● WHAT YOU NEED TO DO
Check each line of the entries below for the word "ThreadCreation", and copy out the ones that have it.
*** DATA TO PROCESS
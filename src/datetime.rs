//! Date/time utilities for sheetboard.

use chrono::{DateTime, NaiveDateTime, Utc};
use chrono_tz::Tz;

/// Format a DateTime<Utc> to the specified timezone.
///
/// # Arguments
///
/// * `dt` - DateTime in UTC
/// * `timezone` - Timezone name (e.g., "Asia/Tokyo", "UTC")
/// * `format` - Output format string (e.g., "%Y/%m/%d %H:%M")
///
/// # Returns
///
/// Formatted datetime string. An unknown timezone falls back to UTC.
pub fn format_utc_datetime(dt: &DateTime<Utc>, timezone: &str, format: &str) -> String {
    let tz: Tz = match timezone.parse() {
        Ok(tz) => tz,
        Err(_) => return dt.format(format).to_string(),
    };
    dt.with_timezone(&tz).format(format).to_string()
}

/// Format a DateTime<Utc> with the default display format.
pub fn format_utc_datetime_default(dt: &DateTime<Utc>, timezone: &str) -> String {
    format_utc_datetime(dt, timezone, "%Y/%m/%d %H:%M")
}

/// Parse a timestamp cell from a sheet row.
///
/// Sheet cells arrive as strings; accepts RFC3339 first, then the plain
/// `YYYY-MM-DD HH:MM:SS` form (assumed UTC). Returns `None` when the
/// cell holds neither.
pub fn parse_row_datetime(cell: &str) -> Option<DateTime<Utc>> {
    if let Ok(dt) = DateTime::parse_from_rfc3339(cell) {
        return Some(dt.with_timezone(&Utc));
    }

    if let Ok(naive) = NaiveDateTime::parse_from_str(cell, "%Y-%m-%d %H:%M:%S") {
        return Some(naive.and_utc());
    }

    None
}
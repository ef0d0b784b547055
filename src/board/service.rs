//! Board service for sheetboard.
//!
//! High-level thread and post operations: input validation, id
//! allocation and the append to the content store, in that order. An
//! append that fails after its id was allocated leaves a permanent,
//! logged gap in the sequence; the id is never reissued.

use std::sync::Arc;

use tracing::{info, warn};

use super::IdAllocator;
use crate::store::{ContentStore, NewPost, NewThread, Post, Thread};
use crate::{BoardError, Result};

/// Maximum length for thread titles (in characters).
pub const MAX_TITLE_LENGTH: usize = 50;

/// Maximum length for post bodies (in characters).
pub const MAX_BODY_LENGTH: usize = 10_000;

/// Validate a thread title.
fn validate_title(title: &str) -> Result<()> {
    let char_count = title.chars().count();
    if char_count > MAX_TITLE_LENGTH {
        return Err(BoardError::Validation(format!(
            "title too long (max {MAX_TITLE_LENGTH} characters)"
        )));
    }
    if title.trim().is_empty() {
        return Err(BoardError::Validation("title must not be empty".to_string()));
    }
    Ok(())
}

/// Validate a post body.
fn validate_body(body: &str) -> Result<()> {
    let char_count = body.chars().count();
    if char_count > MAX_BODY_LENGTH {
        return Err(BoardError::Validation(format!(
            "body too long (max {MAX_BODY_LENGTH} characters)"
        )));
    }
    if body.trim().is_empty() {
        return Err(BoardError::Validation("body must not be empty".to_string()));
    }
    Ok(())
}

fn validate_author(author: &str) -> Result<()> {
    if author.trim().is_empty() {
        return Err(BoardError::InvalidUsername);
    }
    Ok(())
}

/// A freshly created thread together with its opening post.
#[derive(Debug, Clone)]
pub struct ThreadCreation {
    /// The thread row that was appended.
    pub thread: Thread,
    /// The opening post carrying the creator's text.
    pub opening_post: Post,
}

/// Service for thread and post operations.
pub struct BoardService {
    store: Arc<dyn ContentStore>,
    allocator: IdAllocator,
}

impl BoardService {
    /// Create a service over a store handle.
    pub fn new(store: Arc<dyn ContentStore>) -> Self {
        let allocator = IdAllocator::new(Arc::clone(&store));
        Self { store, allocator }
    }

    /// List all threads, newest first.
    pub async fn list_threads(&self) -> Result<Vec<Thread>> {
        let mut threads = self.store.list_threads().await?;
        threads.sort_by(|a, b| b.thread_id.cmp(&a.thread_id));
        Ok(threads)
    }

    /// Get one thread by id.
    pub async fn get_thread(&self, thread_id: i64) -> Result<Thread> {
        self.store
            .list_threads()
            .await?
            .into_iter()
            .find(|t| t.thread_id == thread_id)
            .ok_or_else(|| BoardError::NotFound("thread".to_string()))
    }

    /// List the posts of a thread in reading order.
    pub async fn list_posts(&self, thread_id: i64) -> Result<Vec<Post>> {
        let mut posts = self.store.list_posts(thread_id).await?;
        posts.sort_by_key(|p| p.post_id);
        Ok(posts)
    }

    /// Create a thread and its opening post.
    ///
    /// The creator's text becomes the first post of the new thread;
    /// its post id comes from the thread's own sequence, which starts
    /// at 1.
    pub async fn create_thread(
        &self,
        title: &str,
        author: &str,
        body: &str,
    ) -> Result<ThreadCreation> {
        validate_title(title)?;
        validate_body(body)?;
        validate_author(author)?;

        let thread_id = self.allocator.next_thread_id().await?;
        let thread = match self.store.append_thread(&NewThread::new(thread_id, title)).await {
            Ok(thread) => thread,
            Err(e) => {
                warn!(thread_id, "thread append failed, id becomes a gap");
                return Err(e);
            }
        };

        let post_id = self.allocator.next_post_id(thread_id).await?;
        let row = NewPost::new(thread_id, post_id, author, body);
        let opening_post = match self.store.append_post(&row).await {
            Ok(post) => post,
            Err(e) => {
                warn!(
                    thread_id,
                    post_id, "opening post append failed, id becomes a gap"
                );
                return Err(e);
            }
        };

        info!(thread_id, author = %author, "created thread");
        Ok(ThreadCreation {
            thread,
            opening_post,
        })
    }

    /// Append a post to an existing thread.
    pub async fn create_post(&self, thread_id: i64, author: &str, body: &str) -> Result<Post> {
        validate_body(body)?;
        validate_author(author)?;

        // Resolve the thread before allocating, so a bad thread id
        // cannot burn an id from some thread's sequence.
        self.get_thread(thread_id).await?;

        let post_id = self.allocator.next_post_id(thread_id).await?;
        let row = NewPost::new(thread_id, post_id, author, body);
        let post = match self.store.append_post(&row).await {
            Ok(post) => post,
            Err(e) => {
                warn!(thread_id, post_id, "post append failed, id becomes a gap");
                return Err(e);
            }
        };

        info!(thread_id, post_id, author = %author, "created post");
        Ok(post)
    }
}

/// Path fragment identifying a thread: the id joined with the title,
/// spaces flattened to underscores.
pub fn thread_slug(thread: &Thread) -> String {
    format!("{}={}", thread.thread_id, thread.title.replace(' ', "_"))
}
//! Logging configuration and initialization for sheetboard.

use std::fs::{self, File};
use std::path::Path;
use std::sync::Arc;

use tracing::Level;
use tracing_subscriber::fmt::writer::MakeWriterExt;
use tracing_subscriber::prelude::*;
use tracing_subscriber::EnvFilter;

use crate::config::LoggingConfig;
use crate::Result;

/// Parse log level string to tracing Level.
fn parse_level(level: &str) -> Level {
    match level.to_lowercase().as_str() {
        "trace" => Level::TRACE,
        "debug" => Level::DEBUG,
        "info" => Level::INFO,
        "warn" | "warning" => Level::WARN,
        "error" => Level::ERROR,
        _ => Level::INFO,
    }
}

/// Create the log file, making parent directories as needed.
fn open_log_file(path: &str) -> Result<File> {
    if let Some(parent) = Path::new(path).parent() {
        if !parent.exists() {
            fs::create_dir_all(parent)?;
        }
    }
    Ok(File::create(path)?)
}

/// Initialize the logging system with the given configuration.
///
/// Sets up both console output and file logging based on the config.
pub fn init(config: &LoggingConfig) -> Result<()> {
    let level = parse_level(&config.level);
    let filter = EnvFilter::from_default_env().add_directive(level.into());

    let log_file = Arc::new(open_log_file(&config.file)?);

    // Write to both stdout and the log file
    let writer = std::io::stdout.and(log_file);

    tracing_subscriber::registry()
        .with(
            tracing_subscriber::fmt::layer()
                .with_writer(writer)
                .with_ansi(false)
                .with_target(true)
                .with_thread_ids(false)
                .with_file(false)
                .with_line_number(false),
        )
        .with(filter)
        .init();

    Ok(())
}

/// Initialize console-only logging (for development/testing).
///
/// This is a simpler initialization that only outputs to the console.
pub fn init_console_only(level: &str) {
    let level = parse_level(level);
    let filter = EnvFilter::from_default_env().add_directive(level.into());

    tracing_subscriber::registry()
        .with(
            tracing_subscriber::fmt::layer()
                .with_writer(std::io::stdout)
                .with_ansi(true)
                .with_target(true),
        )
        .with(filter)
        .init();
}
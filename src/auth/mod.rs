//! Authentication flows for sheetboard.
//!
//! This module wires the content store's user operations to the
//! session registry: login, logout and account registration.
//! Credential verification itself belongs to the store; this layer
//! only sequences the calls and keeps the registry consistent.

mod flows;

pub use flows::{
    login, logout, register_user, LoginError, RegistrationError, RegistrationOutcome,
};
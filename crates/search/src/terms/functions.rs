//! The function catalog: `lower`, `trim`, `min`, `max`.
//!
//! Functions wrap other terms, so SQL requirements (joins, selects, bound
//! parameters) are the concatenation of their arguments' requirements in
//! argument order.

use crate::error::ParseError;
use crate::sql::{JoinClause, SelectClause, SqlFragment, SqlParam};
use crate::store::{EnrolleeSearchContext, ParticipantStore};
use crate::terms::SearchTerm;
use crate::value::{SearchValue, SearchValueType, SearchValueTypeDefinition};

#[derive(Debug, Clone, PartialEq)]
pub enum SearchFunction {
    Lower(Box<SearchTerm>),
    Trim(Box<SearchTerm>),
    Min(Vec<SearchTerm>),
    Max(Vec<SearchTerm>),
}

impl SearchFunction {
    /// Build a function application, checking arity and argument types.
    pub fn new(name: &str, args: Vec<SearchTerm>) -> Result<Self, ParseError> {
        match name {
            "lower" => {
                let arg = single_string_arg(name, args)?;
                Ok(SearchFunction::Lower(Box::new(arg)))
            }
            "trim" => {
                let arg = single_string_arg(name, args)?;
                Ok(SearchFunction::Trim(Box::new(arg)))
            }
            "min" => Ok(SearchFunction::Min(numeric_args(name, args)?)),
            "max" => Ok(SearchFunction::Max(numeric_args(name, args)?)),
            _ => Err(ParseError::UnknownFunction {
                name: name.to_string(),
            }),
        }
    }

    pub(crate) fn extract(
        &self,
        context: &EnrolleeSearchContext,
        store: &dyn ParticipantStore,
    ) -> SearchValue {
        match self {
            SearchFunction::Lower(arg) => match arg.extract(context, store) {
                SearchValue::String(value) => SearchValue::String(value.to_lowercase()),
                _ => SearchValue::Absent,
            },
            SearchFunction::Trim(arg) => match arg.extract(context, store) {
                SearchValue::String(value) => SearchValue::String(value.trim().to_string()),
                _ => SearchValue::Absent,
            },
            SearchFunction::Min(args) => fold_numbers(args, context, store, f64::min),
            SearchFunction::Max(args) => fold_numbers(args, context, store, f64::max),
        }
    }

    pub(crate) fn term_clause(&self) -> String {
        match self {
            SearchFunction::Lower(arg) => format!("lower({})", arg.term_clause()),
            SearchFunction::Trim(arg) => format!("trim({})", arg.term_clause()),
            SearchFunction::Min(args) => format!("least({})", clause_list(args)),
            SearchFunction::Max(args) => format!("greatest({})", clause_list(args)),
        }
    }

    pub(crate) fn bound_values(&self) -> Vec<SqlParam> {
        self.args().iter().flat_map(|arg| arg.bound_values()).collect()
    }

    pub(crate) fn join_clauses(&self) -> Vec<JoinClause> {
        self.args().iter().flat_map(|arg| arg.join_clauses()).collect()
    }

    pub(crate) fn select_clauses(&self) -> Vec<SelectClause> {
        self.args()
            .iter()
            .flat_map(|arg| arg.select_clauses())
            .collect()
    }

    pub(crate) fn required_condition(&self) -> Option<SqlFragment> {
        self.args()
            .iter()
            .filter_map(|arg| arg.required_condition())
            .reduce(SqlFragment::and)
    }

    pub(crate) fn value_type(&self) -> SearchValueTypeDefinition {
        match self {
            SearchFunction::Lower(_) | SearchFunction::Trim(_) => {
                SearchValueTypeDefinition::of(SearchValueType::String)
            }
            SearchFunction::Min(_) | SearchFunction::Max(_) => {
                SearchValueTypeDefinition::of(SearchValueType::Number)
            }
        }
    }

    pub(crate) fn is_cross_study(&self) -> bool {
        self.args().iter().any(SearchTerm::is_cross_study)
    }

    fn args(&self) -> &[SearchTerm] {
        match self {
            SearchFunction::Lower(arg) | SearchFunction::Trim(arg) => {
                std::slice::from_ref(arg.as_ref())
            }
            SearchFunction::Min(args) | SearchFunction::Max(args) => args,
        }
    }
}

fn single_string_arg(name: &str, mut args: Vec<SearchTerm>) -> Result<SearchTerm, ParseError> {
    if args.len() != 1 {
        return Err(ParseError::FunctionArity {
            name: name.to_string(),
            expected: "exactly one",
            actual: args.len(),
        });
    }
    let arg = args.remove(0);
    check_arg_type(name, &arg, SearchValueType::String)?;
    Ok(arg)
}

fn numeric_args(name: &str, args: Vec<SearchTerm>) -> Result<Vec<SearchTerm>, ParseError> {
    if args.is_empty() {
        return Err(ParseError::FunctionArity {
            name: name.to_string(),
            expected: "at least one",
            actual: 0,
        });
    }
    for arg in &args {
        check_arg_type(name, arg, SearchValueType::Number)?;
    }
    Ok(args)
}

fn check_arg_type(
    name: &str,
    arg: &SearchTerm,
    expected: SearchValueType,
) -> Result<(), ParseError> {
    let actual = arg.value_type().value_type;
    if actual == expected || actual == SearchValueType::Null {
        Ok(())
    } else {
        Err(ParseError::FunctionArgumentType {
            name: name.to_string(),
            actual,
        })
    }
}

fn fold_numbers(
    args: &[SearchTerm],
    context: &EnrolleeSearchContext,
    store: &dyn ParticipantStore,
    pick: fn(f64, f64) -> f64,
) -> SearchValue {
    let mut best: Option<f64> = None;
    for arg in args {
        match arg.extract(context, store) {
            SearchValue::Number(value) => {
                best = Some(best.map_or(value, |current| pick(current, value)));
            }
            // any missing argument poisons the aggregate
            _ => return SearchValue::Absent,
        }
    }
    best.map(SearchValue::Number).unwrap_or(SearchValue::Absent)
}

fn clause_list(args: &[SearchTerm]) -> String {
    args.iter()
        .map(|arg| arg.term_clause())
        .collect::<Vec<_>>()
        .join(", ")
}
******
● EXPECTED ANSWER
pub struct ThreadCreation {
    ) -> Result<ThreadCreation> {
        Ok(ThreadCreation {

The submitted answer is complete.